Take a Look at the Sleeves on a Classic T-shirt
The sleeves on a man’s shirt are typically longer – sometimes nearly down to the elbow. The shoulders slope down slightly from the collar, and the sleeves slope down from the shoulder to the hem. This cut allows for a comfortable fit in the neck, shoulders, and around a man’s biceps.
On a woman’s t-shirt, the short sleeves tend to be even shorter so they’ll end above the bicep – or they go three-quarter length to end at the forearm. Either length is flattering on most women. The sleeve’s on a woman’s shirt also fit a little more snugly than on a man’s.
Check Out the Tailoring on the Torso
The torso of a man’s shirt is a straight vertical, much like most men’s bodies. While some especially athletic men have a V-shaped torso, a straight up and down cut fits nearly every man comfortably. If the lower torso area is too tight, it’s time to go up a size.
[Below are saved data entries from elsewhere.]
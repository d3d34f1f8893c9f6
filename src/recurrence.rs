//! Expansion of a start date and a cadence rule into the dates of a run of
//! repeated shifts.

use chrono::{Datelike, NaiveDate, Weekday};
use std::collections::HashSet;
use thiserror::Error;

/// Largest occurrence count the shift form accepts.
pub const MAX_OCCURRENCES: u32 = 52;

/// Candidate days examined after the start date, whatever the end condition.
pub const SCAN_LIMIT: u32 = 366;

#[derive(Debug, Error, PartialEq, Eq)]
pub enum RecurrenceError {
    #[error("invalid date {0:?}, expected YYYY-MM-DD")]
    InvalidDate(String),
    #[error("unknown recurrence {0:?}")]
    UnknownCadence(String),
}

#[derive(Debug, Clone, PartialEq, Eq, Default)]
pub enum Cadence {
    #[default]
    None,
    Daily,
    /// Same weekday as the start date.
    Weekly,
    /// Monday to Friday.
    Weekdays,
    Custom(HashSet<Weekday>),
}

impl Cadence {
    /// Builds a cadence from its form value. `days` only matters for `custom`.
    pub fn parse(
        kind: &str,
        days: impl IntoIterator<Item = Weekday>,
    ) -> Result<Self, RecurrenceError> {
        match kind.trim() {
            "" | "none" => Ok(Cadence::None),
            "daily" => Ok(Cadence::Daily),
            "weekly" => Ok(Cadence::Weekly),
            "weekdays" => Ok(Cadence::Weekdays),
            "custom" => Ok(Cadence::Custom(days.into_iter().collect())),
            other => Err(RecurrenceError::UnknownCadence(other.to_string())),
        }
    }

    pub fn as_str(&self) -> &'static str {
        match self {
            Cadence::None => "none",
            Cadence::Daily => "daily",
            Cadence::Weekly => "weekly",
            Cadence::Weekdays => "weekdays",
            Cadence::Custom(_) => "custom",
        }
    }

    fn expands(&self) -> bool {
        match self {
            Cadence::None => false,
            Cadence::Custom(days) => !days.is_empty(),
            _ => true,
        }
    }

    fn matches(&self, start: NaiveDate, candidate: NaiveDate) -> bool {
        match self {
            Cadence::None => false,
            Cadence::Daily => true,
            Cadence::Weekly => candidate.weekday() == start.weekday(),
            Cadence::Weekdays => !matches!(candidate.weekday(), Weekday::Sat | Weekday::Sun),
            Cadence::Custom(days) => days.contains(&candidate.weekday()),
        }
    }
}

#[derive(Debug, Clone, Copy, PartialEq, Eq)]
pub enum EndCondition {
    /// Last date that may still be produced (inclusive).
    Until(NaiveDate),
    /// Total number of dates, start date included.
    Count(u32),
}

/// Produces the ordered dates of a recurrence. The start date always comes
/// first; a cadence that cannot expand yields only the start date.
pub fn expand(start: NaiveDate, cadence: &Cadence, end: EndCondition) -> Vec<NaiveDate> {
    let mut dates = vec![start];
    if !cadence.expands() {
        return dates;
    }

    let wanted = match end {
        EndCondition::Count(count) => count.min(MAX_OCCURRENCES) as usize,
        EndCondition::Until(_) => usize::MAX,
    };

    let mut candidate = start;
    for _ in 0..SCAN_LIMIT {
        if dates.len() >= wanted {
            break;
        }
        candidate = match candidate.succ_opt() {
            Some(next) => next,
            None => break,
        };
        if let EndCondition::Until(last) = end {
            if candidate > last {
                break;
            }
        }
        if cadence.matches(start, candidate) {
            dates.push(candidate);
        }
    }

    dates
}

/// String form of [`expand`] working on `YYYY-MM-DD` dates.
pub fn expand_iso(
    start: &str,
    cadence: &Cadence,
    end: EndCondition,
) -> Result<Vec<String>, RecurrenceError> {
    let start = parse_date(start)?;
    Ok(expand(start, cadence, end)
        .into_iter()
        .map(|date| date.format("%Y-%m-%d").to_string())
        .collect())
}

pub fn parse_date(value: &str) -> Result<NaiveDate, RecurrenceError> {
    NaiveDate::parse_from_str(value.trim(), "%Y-%m-%d")
        .map_err(|_| RecurrenceError::InvalidDate(value.to_string()))
}

/// First `limit` dates plus how many were left out ("+K more").
pub fn preview<T>(dates: &[T], limit: usize) -> (&[T], usize) {
    let shown = dates.len().min(limit);
    (&dates[..shown], dates.len() - shown)
}

#[cfg(test)]
mod tests {
    use super::*;

    fn date(value: &str) -> NaiveDate {
        parse_date(value).unwrap()
    }

    #[test]
    fn weekly_until_end_date_is_inclusive() {
        let dates = expand_iso(
            "2024-01-01",
            &Cadence::Weekly,
            EndCondition::Until(date("2024-01-22")),
        )
        .unwrap();
        assert_eq!(
            dates,
            vec!["2024-01-01", "2024-01-08", "2024-01-15", "2024-01-22"]
        );
    }

    #[test]
    fn weekdays_count_skips_weekend() {
        let dates = expand_iso("2024-01-01", &Cadence::Weekdays, EndCondition::Count(5)).unwrap();
        assert_eq!(
            dates,
            vec![
                "2024-01-01",
                "2024-01-02",
                "2024-01-03",
                "2024-01-04",
                "2024-01-05"
            ]
        );

        let across_weekend =
            expand_iso("2024-01-05", &Cadence::Weekdays, EndCondition::Count(2)).unwrap();
        assert_eq!(across_weekend, vec!["2024-01-05", "2024-01-08"]);
    }

    #[test]
    fn custom_without_days_does_not_expand() {
        let dates = expand_iso(
            "2024-01-01",
            &Cadence::Custom(HashSet::new()),
            EndCondition::Count(10),
        )
        .unwrap();
        assert_eq!(dates, vec!["2024-01-01"]);
    }

    #[test]
    fn custom_days_follow_selection() {
        let cadence = Cadence::parse("custom", [Weekday::Tue, Weekday::Thu]).unwrap();
        let dates = expand_iso("2024-01-01", &cadence, EndCondition::Until(date("2024-01-12")))
            .unwrap();
        assert_eq!(
            dates,
            vec!["2024-01-01", "2024-01-02", "2024-01-04", "2024-01-09", "2024-01-11"]
        );
    }

    #[test]
    fn none_and_tiny_counts_return_start_only() {
        let start = date("2024-06-15");
        assert_eq!(expand(start, &Cadence::None, EndCondition::Count(9)), vec![start]);
        assert_eq!(expand(start, &Cadence::Daily, EndCondition::Count(0)), vec![start]);
        assert_eq!(expand(start, &Cadence::Daily, EndCondition::Count(1)), vec![start]);
        assert_eq!(
            expand(start, &Cadence::Daily, EndCondition::Until(date("2024-06-01"))),
            vec![start]
        );
    }

    #[test]
    fn count_is_capped_and_scan_is_bounded() {
        let start = date("2024-01-01");
        assert_eq!(
            expand(start, &Cadence::Daily, EndCondition::Count(500)).len(),
            MAX_OCCURRENCES as usize
        );

        let far = date("2030-01-01");
        let dates = expand(start, &Cadence::Daily, EndCondition::Until(far));
        assert_eq!(dates.len(), SCAN_LIMIT as usize + 1);
    }

    #[test]
    fn parse_rejects_unknown_cadence_and_bad_dates() {
        assert_eq!(
            Cadence::parse("fortnightly", Vec::<Weekday>::new()),
            Err(RecurrenceError::UnknownCadence("fortnightly".into()))
        );
        assert!(expand_iso("2024-13-01", &Cadence::Daily, EndCondition::Count(2)).is_err());
    }

    #[test]
    fn preview_reports_hidden_remainder() {
        let dates = [1, 2, 3, 4, 5, 6, 7];
        let (shown, more) = preview(&dates, 5);
        assert_eq!(shown, &[1, 2, 3, 4, 5]);
        assert_eq!(more, 2);
        assert_eq!(preview(&dates[..2], 5), (&dates[..2], 0));
    }
}
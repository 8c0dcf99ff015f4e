//! Claude History - Read-only access to Claude Code's on-disk session store
//!
//! Claude Code records every conversation under `~/.claude/projects/` as JSONL files. Sessions
//! that spawn sub-agents get a `subagents` directory, and agents can spawn agents of their own to
//! any depth. This library:
//!
//! - Maps project paths to their encoded storage directories
//! - Streams entries from session and agent files, with an early-stop scan mode
//! - Summarizes sessions, preferring the per-project `sessions-index.json` cache
//! - Discovers agent files at any nesting depth and rebuilds the agent hierarchy
//! - Filters entries by time window, type, agent and tool usage
//! - Finds the sessions and agents that touched given files or used given tools
//!
//! Nothing here ever writes to the store.
//!
//! # Example
//!
//! ```no_run
//! use claude_history::{HistoryStore, StoreConfig};
//!
//! let store = HistoryStore::new(StoreConfig::resolve(None)?);
//! let project_dir = store.project_dir("/Users/alice/code/app")?;
//! for session in store.list_sessions(&project_dir)? {
//!     println!("{} ({} messages)", session.id, session.message_count);
//! }
//! # Ok::<(), claude_history::HistoryError>(())
//! ```

pub mod cli;
pub mod config;
pub mod discovery;
pub mod error;
pub mod filters;
pub mod models;
pub mod output;
pub mod parsers;
pub mod session;
pub mod store;
pub mod tree;
pub mod utils;

// Re-export commonly used types
pub use config::{IndexTrust, StoreConfig};
pub use error::{HistoryError, ResourceKind, Result};
pub use filters::{FilterOptions, apply_filters};
pub use models::{AgentMatch, AgentTreeNode, ConversationEntry, EntryType, Session};
pub use parsers::{MalformedPolicy, ScanControl, ScanOutcome, read_entries, scan_entries};
pub use store::{HistoryStore, QueryScope};
pub use utils::paths::{decode_path, encode_path, format_path_with_tilde};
In contrast, a women’s shirt is tapered at the waist, then a bit flared at the hips to follow her natural curves. This allows for a more fitted look without excess fabric to bunch and bulk at the waist. While each woman has her preference for how her shirt fits, nobody likes to sport the muffin-top look, where any excess weight carried in the abdomen spills out over the top of jeans, then gets accentuated by a shirt torso that’s too tight. Accommodating the ample curves of a woman requires a different cut from how men’s shirts are shaped.
Room for the Bust, a Women’s Classic T-Shirt Must
Another difference is a slight flaring at the top to allow for the difference in chest size and shape between men and women. Laid flat, most t-shirts for women give a hint of the hourglass figure, where men’s resemble a capital T. It’s not uncommon now for men to wear V-neck shirts, but that may be a passing trend; however, most women find a V-neck compliments their décolletage and bust line better than a crew neck does.